That didn't stop my Mum from falling completely in love with him, of course, which went down like burnt caviar with her parents. They took against my old man immediately and would make life as difficult as possible for them both.
I wasn't born yet but I've been told the stories of ambushing him with formal occasions just to watch him be refused entry to a posh restaurant because he didn't fit the dress code, or putting him on the spot at those godawful pretend "charity auctions" where people just waggle their expense account dicks at each other. Anyway, when they realised my Mum simply refused to break up with him they basically closed ranks and shut both of them out. They moved across the country to start out on their own, and although they couldn't afford it I was born about a year later.

Well wouldn't you know it, the cunt in-laws were right and my Dad fucked off when I was about 2; I've only seen him occasionally since then and I'm in my forties now. My Mum didn't forget the way the family had turned her out though and supported me alone, in a shit and decaying part of the country. I don't want to be too specific but when there's a cheese named after where you live, you know it's a shithole.
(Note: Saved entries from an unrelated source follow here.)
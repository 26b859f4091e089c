//! Attachment blob storage. Reports only ever hold the opaque key returned
//! here; which backend holds the bytes is a deployment choice.

use std::path::{Path, PathBuf};
use std::sync::Arc;

use async_trait::async_trait;
use thiserror::Error;
use tracing::{error, info, warn};

use crate::config::{AppConfig, S3Config, StorageBackend};

#[derive(Debug, Error)]
pub enum BlobStoreError {
    #[error("not_found")]
    NotFound,
    #[error("other: {0}")]
    Other(String),
}

#[derive(Debug, Clone)]
pub struct Blob {
    pub bytes: Vec<u8>,
    pub content_type: String,
}

#[async_trait]
pub trait BlobStore: Send + Sync {
    /// Store `bytes` under `key`. Keys are content addressed, so writing an
    /// existing key is a no-op success.
    async fn put(&self, key: &str, content_type: &str, bytes: &[u8]) -> Result<(), BlobStoreError>;
    async fn get(&self, key: &str) -> Result<Blob, BlobStoreError>;
}

/// Keys look like `<64 hex chars>.<ext>`; anything else never touches a backend.
pub fn is_valid_key(key: &str) -> bool {
    let Some((hash, ext)) = key.split_once('.') else { return false };
    hash.len() == 64
        && hash.bytes().all(|b| b.is_ascii_hexdigit() && !b.is_ascii_uppercase())
        && !ext.is_empty()
        && ext.len() <= 8
        && ext.bytes().all(|b| b.is_ascii_lowercase() || b.is_ascii_digit())
}

fn sniff(bytes: &[u8]) -> String {
    infer::get(bytes)
        .map(|t| t.mime_type().to_string())
        .unwrap_or_else(|| "application/octet-stream".into())
}

// ---------------- Local disk ----------------
pub struct FsBlobStore {
    root: PathBuf,
}

impl FsBlobStore {
    pub fn new(root: impl Into<PathBuf>) -> Self {
        Self { root: root.into() }
    }

    fn path_for(&self, key: &str) -> PathBuf {
        // fan out on the first two hash characters
        self.root.join(&key[0..2]).join(key)
    }

    pub fn root(&self) -> &Path {
        &self.root
    }
}

#[async_trait]
impl BlobStore for FsBlobStore {
    async fn put(&self, key: &str, _content_type: &str, bytes: &[u8]) -> Result<(), BlobStoreError> {
        if !is_valid_key(key) {
            return Err(BlobStoreError::Other(format!("invalid key '{key}'")));
        }
        let path = self.path_for(key);
        if tokio::fs::try_exists(&path).await.unwrap_or(false) {
            return Ok(());
        }
        if let Some(dir) = path.parent() {
            tokio::fs::create_dir_all(dir)
                .await
                .map_err(|e| BlobStoreError::Other(format!("create {}: {e}", dir.display())))?;
        }
        // write-then-rename so readers never observe a partial file
        let tmp = path.with_extension("partial");
        tokio::fs::write(&tmp, bytes)
            .await
            .map_err(|e| BlobStoreError::Other(format!("write {}: {e}", tmp.display())))?;
        tokio::fs::rename(&tmp, &path)
            .await
            .map_err(|e| BlobStoreError::Other(format!("rename {}: {e}", path.display())))?;
        Ok(())
    }

    async fn get(&self, key: &str) -> Result<Blob, BlobStoreError> {
        if !is_valid_key(key) {
            return Err(BlobStoreError::NotFound);
        }
        match tokio::fs::read(self.path_for(key)).await {
            Ok(bytes) => {
                let content_type = sniff(&bytes);
                Ok(Blob { bytes, content_type })
            }
            Err(e) if e.kind() == std::io::ErrorKind::NotFound => Err(BlobStoreError::NotFound),
            Err(e) => Err(BlobStoreError::Other(e.to_string())),
        }
    }
}

// ---------------- S3 / MinIO ----------------
pub struct S3BlobStore {
    bucket: String,
    client: aws_sdk_s3::Client,
    prefix: String,
}

impl S3BlobStore {
    pub async fn new(cfg: &S3Config) -> anyhow::Result<Self> {
        use aws_credential_types::provider::SharedCredentialsProvider;
        use aws_credential_types::Credentials;

        let bucket = cfg.bucket.clone();
        let mut loader = aws_config::defaults(aws_config::BehaviorVersion::latest())
            .region(aws_sdk_s3::config::Region::new(cfg.region.clone()));
        if let Some(endpoint) = &cfg.endpoint {
            loader = loader.endpoint_url(endpoint);
        }
        if let (Some(access), Some(secret)) = (&cfg.access_key, &cfg.secret_key) {
            let creds = Credentials::new(access, secret, None, None, "static");
            loader = loader.credentials_provider(SharedCredentialsProvider::new(creds));
        }
        let conf = loader.load().await;
        // Path-style addressing: MinIO and most local endpoints lack wildcard DNS.
        let s3_conf = aws_sdk_s3::config::Builder::from(&conf)
            .force_path_style(true)
            .build();
        let client = aws_sdk_s3::Client::from_conf(s3_conf);
        info!(%bucket, "initialised S3 attachment store");

        if let Err(e) = client.head_bucket().bucket(&bucket).send().await {
            warn!("head_bucket failed for '{bucket}' (will attempt create): {e:?}");
            let max_attempts = 5u32;
            let mut attempt = 0u32;
            loop {
                attempt += 1;
                match client.create_bucket().bucket(&bucket).send().await {
                    Ok(_) => {
                        info!("created bucket '{bucket}' (attempt {attempt})");
                        break;
                    }
                    Err(e2) if attempt >= max_attempts => {
                        error!("create_bucket failed for '{bucket}' after {attempt} attempts: {e2:?}");
                        return Err(anyhow::anyhow!("failed to ensure bucket '{bucket}': {e2}"));
                    }
                    Err(e2) => {
                        let backoff_ms = 200 * u64::from(attempt.pow(2));
                        warn!("create_bucket attempt {attempt} failed for '{bucket}': {e2:?} (retrying in {backoff_ms}ms)");
                        tokio::time::sleep(std::time::Duration::from_millis(backoff_ms)).await;
                    }
                }
            }
        }

        Ok(Self { bucket, client, prefix: "attachments".into() })
    }

    fn object_key(&self, key: &str) -> String {
        format!("{}/{}/{}", self.prefix, &key[0..2], key)
    }
}

#[async_trait]
impl BlobStore for S3BlobStore {
    async fn put(&self, key: &str, content_type: &str, bytes: &[u8]) -> Result<(), BlobStoreError> {
        use aws_sdk_s3::primitives::ByteStream;
        if !is_valid_key(key) {
            return Err(BlobStoreError::Other(format!("invalid key '{key}'")));
        }
        let object_key = self.object_key(key);
        if self.client.head_object().bucket(&self.bucket).key(&object_key).send().await.is_ok() {
            return Ok(());
        }
        let put = self
            .client
            .put_object()
            .bucket(&self.bucket)
            .key(&object_key)
            .body(ByteStream::from(bytes.to_vec()))
            .content_type(content_type);
        if let Err(e) = put.send().await {
            error!(key = %object_key, bucket = %self.bucket, "put_object failed: {e:?}");
            let hint = if e.to_string().contains("NoSuchBucket") {
                " (bucket missing or not yet propagated)"
            } else if e.to_string().contains("AccessDenied") {
                " (check S3_ACCESS_KEY/S3_SECRET_KEY permissions)"
            } else {
                ""
            };
            return Err(BlobStoreError::Other(format!("{e}{hint}")));
        }
        Ok(())
    }

    async fn get(&self, key: &str) -> Result<Blob, BlobStoreError> {
        if !is_valid_key(key) {
            return Err(BlobStoreError::NotFound);
        }
        let obj = self
            .client
            .get_object()
            .bucket(&self.bucket)
            .key(self.object_key(key))
            .send()
            .await
            .map_err(|_| BlobStoreError::NotFound)?;
        let stored_type = obj.content_type().map(str::to_string);
        let data = obj
            .body
            .collect()
            .await
            .map_err(|e| BlobStoreError::Other(e.to_string()))?;
        let bytes = data.into_bytes().to_vec();
        let content_type = stored_type.unwrap_or_else(|| sniff(&bytes));
        Ok(Blob { bytes, content_type })
    }
}

/// Pick the backend named by configuration.
pub async fn build_blob_store(cfg: &AppConfig) -> anyhow::Result<Arc<dyn BlobStore>> {
    match cfg.storage {
        StorageBackend::Fs => {
            info!(root = %cfg.upload_dir.display(), "using local disk attachment store");
            Ok(Arc::new(FsBlobStore::new(cfg.upload_dir.clone())))
        }
        StorageBackend::S3 => Ok(Arc::new(S3BlobStore::new(&cfg.s3).await?)),
    }
}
Anyway, every now and again the "family" would get in touch, or try to, asking after me, trying to make my Mum feel bad that instead of doing extra classes after school I was fucking around with a ball and my mates. They'd tell her we were welcome to come back any time... as long as my Dad wasn't involved. Looking back now, they didn't even know he'd left, but my Mum was way too proud to take up the offer, preferring them to think she was happy with Dad.

Meanwhile the area we lived just got rougher, you know what it's like when a whole town just gets passed over for any kind of positive investment.
Half the high street was shuttered; an unvandalised phone box was rarer than rocking horse shit. Generally you get on with it, and as a teenage boy I just sort of kept my head down and didn't let it bother me. But deep down I knew Mum was freaked out just a little bit more every time something happened. I wasn't going to be a shut in for her benefit so I made a point of being home when I said I would and managed to keep off the old Bill's radar by staying out of trouble.
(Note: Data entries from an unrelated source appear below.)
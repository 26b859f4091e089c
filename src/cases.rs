//! Report submission and case management, independent of HTTP.

use chrono::Utc;
use serde::Deserialize;
use tracing::{error, info, warn};
use utoipa::{IntoParams, ToSchema};
use validator::Validate;

use crate::attachments::Attachment;
use crate::error::ApiError;
use crate::models::*;
use crate::repo::{Repo, RepoError};
use crate::storage::BlobStore;
use crate::tracking;

/// Raw `GET /api/cases` query. `all` and blank values mean "no filter".
#[derive(Debug, Clone, Default, Deserialize, IntoParams)]
#[into_params(parameter_in = Query)]
pub struct CaseQuery {
    /// new | investigating | pending | resolved | closed | all
    pub status: Option<String>,
    /// harassment | safety | ethics | fraud | other | all
    pub category: Option<String>,
    /// Case-insensitive substring of the description
    pub search: Option<String>,
}

impl CaseQuery {
    pub fn into_filter(self) -> Result<ReportFilter, ApiError> {
        Ok(ReportFilter {
            status: parse_filter::<Status>("status", self.status)?,
            category: parse_filter::<Category>("category", self.category)?,
            search: self.search.map(|s| s.trim().to_string()).filter(|s| !s.is_empty()),
        })
    }
}

fn parse_filter<T>(field: &str, raw: Option<String>) -> Result<Option<T>, ApiError>
where
    T: std::str::FromStr<Err = UnknownVariant>,
{
    let Some(raw) = raw else { return Ok(None) };
    let raw = raw.trim();
    if raw.is_empty() || raw.eq_ignore_ascii_case("all") {
        return Ok(None);
    }
    raw.parse::<T>().map(Some).map_err(|e| ApiError::field(field, e.to_string()))
}

/// Body of `POST /api/reports`. Category arrives as text so that a missing
/// or unknown value is reported against its own field.
#[derive(Debug, Clone, Default, Deserialize, ToSchema)]
#[serde(rename_all = "camelCase", default)]
pub struct ReportSubmission {
    /// harassment | safety | ethics | fraud | other
    pub category: Option<String>,
    pub description: String,
    pub reporter_name: Option<String>,
    pub reporter_email: Option<String>,
    pub anonymous: bool,
}

impl ReportSubmission {
    pub fn into_report(self) -> Result<NewReport, ApiError> {
        let category = match self.category.as_deref().map(str::trim) {
            None | Some("") => return Err(ApiError::field("category", "Category is required")),
            Some(raw) => raw.parse::<Category>().map_err(|e| ApiError::field("category", e.to_string()))?,
        };
        Ok(NewReport {
            category,
            description: self.description,
            reporter_name: self.reporter_name,
            reporter_email: self.reporter_email,
            anonymous: self.anonymous,
            attachment_ref: None,
        })
    }
}

/// Validate and persist a new report, storing its attachment first when
/// one is supplied. Nothing is written when validation fails.
pub async fn submit_report(
    repo: &dyn Repo,
    blobs: &dyn BlobStore,
    report: NewReport,
    attachment: Option<Attachment>,
) -> Result<Report, ApiError> {
    submit_report_with(repo, blobs, report, attachment, tracking::generate).await
}

/// As [`submit_report`], drawing tracking codes from `next_code`.
pub async fn submit_report_with<F>(
    repo: &dyn Repo,
    blobs: &dyn BlobStore,
    report: NewReport,
    attachment: Option<Attachment>,
    mut next_code: F,
) -> Result<Report, ApiError>
where
    F: FnMut() -> String,
{
    let mut report = report.normalize();
    report.validate()?;
    if let Some(attachment) = attachment {
        report.attachment_ref = Some(attachment.store(blobs).await?);
    }

    for attempt in 1..=tracking::MAX_ATTEMPTS {
        let draft = ReportDraft { tracking_code: next_code(), report: report.clone() };
        match repo.create_report(draft).await {
            Ok(created) => {
                metrics::counter!("casedesk_reports_submitted_total", "category" => created.category.as_str())
                    .increment(1);
                info!(report_id = %created.id, category = %created.category, "report submitted");
                return Ok(created);
            }
            Err(RepoError::Conflict(field)) if field == "trackingId" => {
                warn!(attempt, "tracking code collision, regenerating");
            }
            Err(e) => return Err(e.into()),
        }
    }
    error!(attempts = tracking::MAX_ATTEMPTS, "could not allocate a unique tracking code");
    Err(ApiError::Internal)
}

/// Public lookup. Malformed codes are reported as missing without a store round trip.
pub async fn track_report(repo: &dyn Repo, code: &str) -> Result<PublicReport, ApiError> {
    let code = code.trim();
    if !tracking::is_well_formed(code) {
        return Err(ApiError::NotFound);
    }
    Ok(repo.get_report_by_tracking_code(code).await?.public_view())
}

pub async fn list_cases(repo: &dyn Repo, query: CaseQuery) -> Result<Vec<Report>, ApiError> {
    let filter = query.into_filter()?;
    Ok(repo.list_reports(&filter).await?)
}

pub async fn case_stats(repo: &dyn Repo) -> Result<ReportStats, ApiError> {
    Ok(repo.report_stats(Utc::now()).await?)
}

pub async fn case_detail(repo: &dyn Repo, id: Id) -> Result<CaseDetail, ApiError> {
    let report = repo.get_report(id).await?;
    let notes = repo.list_case_notes(id).await?;
    let assigned_to_username = match report.assigned_to {
        Some(user_id) => match repo.get_user(user_id).await {
            Ok(u) => Some(u.username),
            Err(RepoError::NotFound) => None,
            Err(e) => return Err(e.into()),
        },
        None => None,
    };
    Ok(CaseDetail { report, assigned_to_username, notes })
}

/// Move a case to any status. The assignee only changes when one is given,
/// and it must name an existing user.
pub async fn update_status(repo: &dyn Repo, id: Id, update: StatusUpdate, actor: &User) -> Result<Report, ApiError> {
    if let Some(assignee) = update.assigned_to {
        match repo.get_user(assignee).await {
            Ok(_) => {}
            Err(RepoError::NotFound) => return Err(unknown_assignee()),
            Err(e) => return Err(e.into()),
        }
    }
    let updated = match repo.update_report_status(id, update.status, update.assigned_to).await {
        Ok(r) => r,
        Err(RepoError::Conflict(field)) if field == "assignedTo" => return Err(unknown_assignee()),
        Err(e) => return Err(e.into()),
    };
    info!(report_id = %id, status = %updated.status, by = %actor.username, "case status updated");
    Ok(updated)
}

fn unknown_assignee() -> ApiError {
    ApiError::field("assignedTo", "Assignee does not exist")
}

pub async fn add_note(repo: &dyn Repo, report_id: Id, note: NewCaseNote, author: &User) -> Result<CaseNote, ApiError> {
    let note = note.normalize();
    note.validate()?;
    let created = repo.create_case_note(report_id, &note.note, author.id).await?;
    info!(%report_id, note_id = %created.id, by = %author.username, "case note added");
    Ok(created)
}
I could always tell when Mum had had a letter from back home because she'd get really antsy, telling me I didn't appreciate what I had and accusing me of wanting to leave her. Looking back, it was a coping mechanism she was using to get her head around what she knew had to happen.

By the time I was 16 there were local gangs actively recruiting runners and vandals, kids who are only too keen to have an excuse to go smashing stuff up, literally at the school gates. Even some of my mates got involved. Eventually, of course, they didn't want to take no for an answer and on the way home I got jumped by four guys.

I managed to get away without being seriously hurt but when I got home my Mum freaked the fuck out and immediately sent me to live with my Auntie and Uncle in Bel Air.
(, Thu 13 Jul 2017, 14:19, closed)

(, Thu 13 Jul 2017, 14:38, closed)
I approve mightily of this return to classic QOTW form.

(, Thu 13 Jul 2017, 14:40, closed)
It was a long, long time ago
in a qotw far, far away when I first pissed in my own mouth.
(, Fri 14 Jul 2017, 12:57, closed)

my Auntie and Uncle in Bel Air. Mike Lindup
(, Thu 13 Jul 2017, 14:56, closed)
Well played sir, well played.

(, Fri 14 Jul 2017, 5:54, closed)
top hole
and a surprisingly good read, to boot
(, Fri 14 Jul 2017, 11:10, closed)
bottom hole MORE LIKE

(, Fri 14 Jul 2017, 17:36, closed)
Tops have holes too
(, Fri 14 Jul 2017, 19:56, closed)
Die in a fire, Skagra.

(, Fri 14 Jul 2017, 12:28, closed)
At least my shit is original.

Gweptogmous, auspherlene kimmoxterrands.
(, Sat 15 Jul 2017, 19:53, closed)
A female dr
Fucking skagra's going to cream his virginal pants
(, Sun 16 Jul 2017, 18:22, closed)
The time travelling cunt is just copying me.

I'm mortified.

(, Mon 17 Jul 2017, 20:15, closed)
Excellent, would be fooled again.

(, Fri 14 Jul 2017, 14:41, closed)
:D Subtle.

(, Sun 16 Jul 2017, 6:47, closed)
Damn you
Damn you and all your kind
(, Sun 16 Jul 2017, 7:56, closed)
made it to the last sentence before the penny dropped.
(, Sun 16 Jul 2017, 15:01, closed)
This is good,
a solid return to QOTW.
(, Tue 18 Jul 2017, 18:00, closed)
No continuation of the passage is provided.